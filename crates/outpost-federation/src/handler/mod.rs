//! `ActivityPub` request handlers.

#![allow(missing_docs)]

mod collections;
mod inbox;
mod nodeinfo;
mod user;
mod webfinger;

pub use collections::{
    CollectionState, OrderedCollection, OrderedCollectionPage, followers_handler,
    following_handler, outbox_handler,
};
pub use inbox::{InboxState, inbox_handler, user_inbox_handler};
pub use nodeinfo::{NodeInfoState, nodeinfo_2_1, well_known_nodeinfo};
pub use user::{UserApState, user_handler};
pub use webfinger::{WebfingerResponse, WebfingerState, webfinger_handler};
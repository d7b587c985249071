//! Actor entity (spec.md §3 "Actor").
//!
//! Unique by `id` (the `ActivityPub` URL). Local actors carry `host = NULL`.
//! Remote actors are "observed" copies refreshed on staleness or an
//! explicit `Update`.

use sea_orm::entity::prelude::*;
use serde::{Deserialize, Serialize};

/// Actor kind, closed per spec.md §3.
#[derive(Debug, Clone, PartialEq, Eq, EnumIter, DeriveActiveEnum, Serialize, Deserialize)]
#[sea_orm(rs_type = "String", db_type = "String(StringLen::N(16))")]
pub enum ActorKind {
    #[sea_orm(string_value = "person")]
    Person,
    #[sea_orm(string_value = "group")]
    Group,
    #[sea_orm(string_value = "application")]
    Application,
}

#[derive(Clone, Debug, PartialEq, Eq, DeriveEntityModel, Serialize, Deserialize)]
#[sea_orm(table_name = "person")]
pub struct Model {
    /// `ActivityPub` actor id (URL), globally unique.
    #[sea_orm(primary_key, auto_increment = false)]
    pub id: String,

    pub kind: ActorKind,

    pub preferred_username: String,

    /// NULL = local actor, Some(host) = remote actor.
    #[sea_orm(nullable, indexed)]
    pub host: Option<String>,

    pub inbox: String,

    #[sea_orm(nullable)]
    pub shared_inbox: Option<String>,

    pub followers: String,

    /// Free-text profile bio, set via the text interface's `bio/set`
    /// command (spec.md §6). `None` renders as empty on `bio`.
    #[sea_orm(column_type = "Text", nullable)]
    pub bio: Option<String>,

    /// RSA public key PEM (remote actors only; local actors' keys live in
    /// `person_keypair`).
    #[sea_orm(column_type = "Text", nullable)]
    pub public_key_pem: Option<String>,

    /// `ActivityPub` id this actor has `Move`d to, if any (spec.md §4.1 Move).
    #[sea_orm(nullable)]
    pub moved_to: Option<String>,

    /// Ids this actor claims as prior identities (`alsoKnownAs`). A `Move`
    /// only rewrites a follower's edge when the target actor names the
    /// moving actor here — otherwise the alias isn't mutual and the move
    /// is recorded but not acted on (spec.md §4.1 Move).
    #[sea_orm(column_type = "Json", nullable)]
    pub also_known_as: Option<serde_json::Value>,

    pub published: DateTimeWithTimeZone,

    /// Last time a remote actor document was (re)fetched. `None` for local
    /// actors, which are never stale.
    #[sea_orm(nullable)]
    pub last_fetched_at: Option<DateTimeWithTimeZone>,
}

#[derive(Copy, Clone, Debug, EnumIter, DeriveRelation)]
pub enum Relation {
    #[sea_orm(has_one = "super::person_keypair::Entity")]
    Keypair,
    #[sea_orm(has_many = "super::note::Entity")]
    Notes,
}

impl Related<super::person_keypair::Entity> for Entity {
    fn to() -> RelationDef {
        Relation::Keypair.def()
    }
}

impl Related<super::note::Entity> for Entity {
    fn to() -> RelationDef {
        Relation::Notes.def()
    }
}

impl Model {
    /// True for actors hosted by this instance.
    #[must_use]
    pub const fn is_local(&self) -> bool {
        self.host.is_none()
    }
}

impl ActiveModelBehavior for ActiveModel {}
//! Application configuration.
//!
//! Recognised options per spec.md §6 live under `[federation]`; `[server]`
//! and `[database]` are the ambient sections needed to boot the process.

use serde::Deserialize;
use std::collections::HashSet;
use std::path::Path;

/// Application configuration.
#[derive(Debug, Clone, Deserialize)]
pub struct Config {
    /// Server configuration.
    pub server: ServerConfig,
    /// Database configuration.
    pub database: DatabaseConfig,
    /// Federation configuration.
    pub federation: FederationConfig,
}

/// Server configuration.
#[derive(Debug, Clone, Deserialize)]
pub struct ServerConfig {
    /// Host to bind to (ActivityPub HTTP surface).
    #[serde(default = "default_host")]
    pub host: String,
    /// Port to bind to (ActivityPub HTTP surface).
    #[serde(default = "default_port")]
    pub port: u16,
    /// Port the Gemini-style text interface listens on.
    #[serde(default = "default_text_port")]
    pub text_port: u16,
}

/// Database connection configuration. A single `SQLite` file, per spec.md
/// §1/§5's "single process owns a single database file".
#[derive(Debug, Clone, Deserialize)]
pub struct DatabaseConfig {
    /// Path to the `SQLite` database file.
    pub path: String,
    /// Maximum number of connections in the pool.
    #[serde(default = "default_max_connections")]
    pub max_connections: u32,
}

/// Federation configuration. Field names mirror spec.md §6's "Recognised
/// options" list.
#[derive(Debug, Clone, Deserialize)]
pub struct FederationConfig {
    /// Authority used in locally-minted `ActivityPub` URLs (`Domain`).
    pub domain: String,
    /// Minimum interval between two posts by the same author
    /// (`PostThrottleUnit`). Zero disables throttling.
    #[serde(default = "default_post_throttle", with = "humantime_seconds")]
    pub post_throttle_unit: std::time::Duration,
    /// Minimum interval between edits (`EditThrottleUnit`).
    #[serde(default = "default_edit_throttle", with = "humantime_seconds")]
    pub edit_throttle_unit: std::time::Duration,
    /// Minimum interval between shares (`ShareThrottleUnit`).
    #[serde(default = "default_share_throttle", with = "humantime_seconds")]
    pub share_throttle_unit: std::time::Duration,
    /// Maximum post body length (`MaxPostsLength`).
    #[serde(default = "default_max_post_length")]
    pub max_posts_length: usize,
    /// Maximum bio length (`MaxBioLength`).
    #[serde(default = "default_max_bio_length")]
    pub max_bio_length: usize,
    /// Maximum number of explicit recipients on a `dm`/`post/private`
    /// (`MaxRecipients`).
    #[serde(default = "default_max_recipients")]
    pub max_recipients: usize,
    /// Bound on reply-forwarding ancestor traversal (`MaxForwardingDepth`).
    #[serde(default = "default_max_forwarding_depth")]
    pub max_forwarding_depth: u32,
    /// Number of delivery worker tasks (`DeliveryWorkers`).
    #[serde(default = "default_delivery_workers")]
    pub delivery_workers: usize,
    /// Maximum delivery attempts before a task is abandoned
    /// (`DeliveryRetryMax`).
    #[serde(default = "default_delivery_retry_max")]
    pub delivery_retry_max: u32,
    /// Minimum interval between checkers moves (`MinCheckersInterval`).
    #[serde(default = "default_checkers_interval", with = "humantime_seconds")]
    pub min_checkers_interval: std::time::Duration,
    /// Path to a newline-separated list of blocked domains (`BlockList`).
    #[serde(default)]
    pub block_list: Option<String>,
    /// Whether a `Delete` `Announce`d by a third party (not the author, not
    /// the relaying Group) is honoured. Open question in spec.md §9;
    /// decided `false` by default (see DESIGN.md).
    #[serde(default)]
    pub accept_forwarded_deletes: bool,
}

impl FederationConfig {
    /// Load the blocklist file named by `block_list`, if any.
    pub fn load_block_list(&self) -> std::io::Result<HashSet<String>> {
        let Some(path) = &self.block_list else {
            return Ok(HashSet::new());
        };
        let contents = std::fs::read_to_string(path)?;
        Ok(contents
            .lines()
            .map(str::trim)
            .filter(|l| !l.is_empty() && !l.starts_with('#'))
            .map(str::to_string)
            .collect())
    }
}

fn default_host() -> String {
    "0.0.0.0".to_string()
}

const fn default_port() -> u16 {
    8080
}

const fn default_text_port() -> u16 {
    1965
}

const fn default_max_connections() -> u32 {
    16
}

const fn default_post_throttle() -> std::time::Duration {
    std::time::Duration::from_secs(1)
}

const fn default_edit_throttle() -> std::time::Duration {
    std::time::Duration::from_secs(1)
}

const fn default_share_throttle() -> std::time::Duration {
    std::time::Duration::from_secs(1)
}

const fn default_max_post_length() -> usize {
    5000
}

const fn default_max_bio_length() -> usize {
    500
}

const fn default_max_recipients() -> usize {
    10
}

const fn default_max_forwarding_depth() -> u32 {
    4
}

const fn default_delivery_workers() -> usize {
    4
}

const fn default_delivery_retry_max() -> u32 {
    5
}

const fn default_checkers_interval() -> std::time::Duration {
    std::time::Duration::from_secs(30)
}

/// `(de)serialize` a `Duration` as a whole number of seconds, so config
/// files can just write `post_throttle_unit = 60`.
mod humantime_seconds {
    use serde::{Deserialize, Deserializer};
    use std::time::Duration;

    pub fn deserialize<'de, D>(deserializer: D) -> Result<Duration, D::Error>
    where
        D: Deserializer<'de>,
    {
        let secs = u64::deserialize(deserializer)?;
        Ok(Duration::from_secs(secs))
    }
}

impl Config {
    /// Load configuration from files and environment variables.
    ///
    /// Configuration is loaded in the following order:
    /// 0. `.env`, if present, populates the process environment (missing
    ///    file is not an error — deployments that set real env vars don't
    ///    need one).
    /// 1. `config/default.toml`
    /// 2. `config/{environment}.toml` (based on `OUTPOST_ENV`)
    /// 3. Environment variables with `OUTPOST_` prefix
    pub fn load() -> Result<Self, config::ConfigError> {
        let _ = dotenvy::dotenv();

        let env = std::env::var("OUTPOST_ENV").unwrap_or_else(|_| "development".to_string());

        let config = config::Config::builder()
            .add_source(config::File::with_name("config/default").required(false))
            .add_source(config::File::with_name(&format!("config/{env}")).required(false))
            .add_source(
                config::Environment::with_prefix("OUTPOST")
                    .separator("__")
                    .try_parsing(true),
            )
            .build()?;

        config.try_deserialize()
    }

    /// Load configuration from a specific file.
    pub fn from_file<P: AsRef<Path>>(path: P) -> Result<Self, config::ConfigError> {
        let config = config::Config::builder()
            .add_source(config::File::from(path.as_ref()))
            .add_source(
                config::Environment::with_prefix("OUTPOST")
                    .separator("__")
                    .try_parsing(true),
            )
            .build()?;

        config.try_deserialize()
    }
}

// See `outpost_core::services::note::tests::zero_throttle_lets_immediate_repost_through`
// for the behavioral proof that `post_throttle_unit = 0` actually disables
// throttling in `NoteService::create` — that's the crate with a
// `NoteService` to exercise it against.
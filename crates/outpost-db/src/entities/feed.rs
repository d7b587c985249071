//! Materialized per-actor feed row, backing the `local` command and each
//! actor's view of their followed timeline (spec.md §4.6 outbox writer /
//! feed materializer). One row per (owner, note) pair; deleting a note
//! cascades here via the `note` foreign key.

use sea_orm::entity::prelude::*;
use serde::{Deserialize, Serialize};

#[derive(Clone, Debug, PartialEq, Eq, DeriveEntityModel, Serialize, Deserialize)]
#[sea_orm(table_name = "feed")]
pub struct Model {
    #[sea_orm(primary_key)]
    pub id: i64,

    #[sea_orm(indexed)]
    pub owner_id: String,

    #[sea_orm(indexed)]
    pub note_id: String,

    pub inserted_at: DateTimeWithTimeZone,
}

#[derive(Copy, Clone, Debug, EnumIter, DeriveRelation)]
pub enum Relation {
    #[sea_orm(
        belongs_to = "super::person::Entity",
        from = "Column::OwnerId",
        to = "super::person::Column::Id",
        on_delete = "Cascade"
    )]
    Owner,

    #[sea_orm(
        belongs_to = "super::note::Entity",
        from = "Column::NoteId",
        to = "super::note::Column::Id",
        on_delete = "Cascade"
    )]
    Note,
}

impl Related<super::person::Entity> for Entity {
    fn to() -> RelationDef {
        Relation::Owner.def()
    }
}

impl Related<super::note::Entity> for Entity {
    fn to() -> RelationDef {
        Relation::Note.def()
    }
}

impl ActiveModelBehavior for ActiveModel {}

* Exercise instructions: Could you return all lines from the data above that contain the string "Some"?

* Task solution:
    /// NULL = local actor, Some(host) = remote actor.
        let Some(path) = &self.block_list else {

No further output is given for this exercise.